Steady State Solution of 2D nonlinerar RSWs using Mixed Finite Element (MFE) method and Runge-Kutta 4 (RK4) scheme.

We aim to solve the system of equations for the velocity field U = (u,v) and the height field D on a unit square domain with periodic boundary conditions.

The nonlinear system is rewritten in vector invariant solve in order to ensure conservation of absolute vorticity and enstrophy. In the f-plane we can obtain local conservation of potential vorticity q.

We first discretize the equations in space using the Mixed Finite Element scheme, which represents the 3 unknowns (q,U,D) in compatible FEM spaces. The integration in time is then performed with a Runge-Kutta 4 scheme.

The error introduced by the spatial discretization can be assessed by simulating a flow in geostrophic balance. The initial conditions is given by:

u0 = sin(4 pi y) v0 = 0
h0 = 10 + 1/4pi cos(4 pi y)

Based on the choice of the Finite Element Spaces, the discrete solution can be polluted by spurious oscillations of different nature.
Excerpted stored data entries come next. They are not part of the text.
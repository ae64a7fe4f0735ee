//! Injectable time source
//!
//! Every time comparison in the engine goes through [`Clock`] so tests can
//! simulate lookahead windows and grace-period expiry without real delays.

use std::sync::Mutex;
use time::{Duration, OffsetDateTime};

pub trait Clock: Send + Sync {
    fn now(&self) -> OffsetDateTime;
}

/// Wall-clock time, used by the binaries
#[derive(Debug, Clone, Copy, Default)]
pub struct SystemClock;

impl Clock for SystemClock {
    fn now(&self) -> OffsetDateTime {
        OffsetDateTime::now_utc()
    }
}

/// Deterministic clock for tests: starts at a fixed instant and only moves
/// when told to.
#[derive(Debug)]
pub struct FixedClock {
    now: Mutex<OffsetDateTime>,
}

impl FixedClock {
    pub fn new(start: OffsetDateTime) -> Self {
        Self {
            now: Mutex::new(start),
        }
    }

    pub fn set(&self, instant: OffsetDateTime) {
        if let Ok(mut guard) = self.now.lock() {
            *guard = instant;
        }
    }

    pub fn advance(&self, by: Duration) {
        if let Ok(mut guard) = self.now.lock() {
            *guard += by;
        }
    }
}

impl Clock for FixedClock {
    fn now(&self) -> OffsetDateTime {
        self.now
            .lock()
            .map(|guard| *guard)
            .unwrap_or_else(|poisoned| *poisoned.into_inner())
    }
}

#[cfg(test)]
mod tests {
    use super::*;

    #[test]
    fn fixed_clock_only_moves_when_told() {
        let start = OffsetDateTime::now_utc();
        let clock = FixedClock::new(start);
        assert_eq!(clock.now(), start);

        clock.advance(Duration::days(3));
        assert_eq!(clock.now(), start + Duration::days(3));

        clock.set(start);
        assert_eq!(clock.now(), start);
    }
}
//! Platform operator routes
//!
//! Payment review (submit on behalf of an owner, approve, reject), the
//! manual automation trigger, and the invariant check endpoint.

use axum::extract::{Path, State};
use axum::Json;
use dukani_billing::{
    BillingStore, InvariantCheckSummary, PassSummary, ReviewOutcome,
};
use serde::Deserialize;
use uuid::Uuid;

use crate::error::ApiResult;
use crate::state::AppState;

#[derive(Debug, Deserialize)]
pub struct SubmitPaymentRequest {
    pub receipt_ref: String,
}

#[derive(Debug, Deserialize, Default)]
pub struct ApproveRequest {
    #[serde(default)]
    pub notes: Option<String>,
}

#[derive(Debug, Deserialize)]
pub struct RejectRequest {
    pub notes: String,
}

pub async fn submit_invoice<S: BillingStore>(
    State(state): State<AppState<S>>,
    Path(invoice_id): Path<Uuid>,
    Json(body): Json<SubmitPaymentRequest>,
) -> ApiResult<Json<ReviewOutcome>> {
    let outcome = state
        .billing
        .review
        .submit_invoice(invoice_id, &body.receipt_ref)
        .await?;
    Ok(Json(outcome))
}

pub async fn approve_invoice<S: BillingStore>(
    State(state): State<AppState<S>>,
    Path(invoice_id): Path<Uuid>,
    Json(body): Json<ApproveRequest>,
) -> ApiResult<Json<ReviewOutcome>> {
    let outcome = state
        .billing
        .review
        .approve_invoice(invoice_id, body.notes)
        .await?;
    Ok(Json(outcome))
}

pub async fn reject_invoice<S: BillingStore>(
    State(state): State<AppState<S>>,
    Path(invoice_id): Path<Uuid>,
    Json(body): Json<RejectRequest>,
) -> ApiResult<Json<ReviewOutcome>> {
    let outcome = state
        .billing
        .review
        .reject_invoice(invoice_id, &body.notes)
        .await?;
    Ok(Json(outcome))
}

/// Trigger an automation pass outside the worker's schedule. The pass is
/// idempotent, so overlapping with a scheduled run is harmless.
pub async fn run_automation<S: BillingStore>(
    State(state): State<AppState<S>>,
) -> ApiResult<Json<PassSummary>> {
    let summary = state.billing.automation.run_pass().await?;
    Ok(Json(summary))
}

pub async fn check_invariants<S: BillingStore>(
    State(state): State<AppState<S>>,
) -> ApiResult<Json<InvariantCheckSummary>> {
    let summary = state.billing.invariants.run_all_checks().await?;
    Ok(Json(summary))
}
The balance of velocity and pressure degrees of freedom (DOFs) dof(U) = 2*dim(D) is a a necessary condition for the absence of spurious modes (Cotter and Shipton, 2012).

It is known that RT spaces on triangles have a surplus of pressure degrees of freedom (DOFs) and consequently have spurious inertia–gravity modes. Infact the velocity space RT1 has 1.5 DOFs, while the height field space DG0 has dimension 1.0. On the other hand, BDM spaces for velocity have a deficit of pressure DOFs and consequently the solution is polluted by spurious Rossby modes.

Refinement strategy:

Refinement of the Mesh will be realized according to h and r-adaptive strategy.

h-adaptive:

In the file refinement.py the input mesh is refined iteratively according to the input 'n_iter'. It is also possible to specify the ratio of cell to be defined by 'ref_ratio'.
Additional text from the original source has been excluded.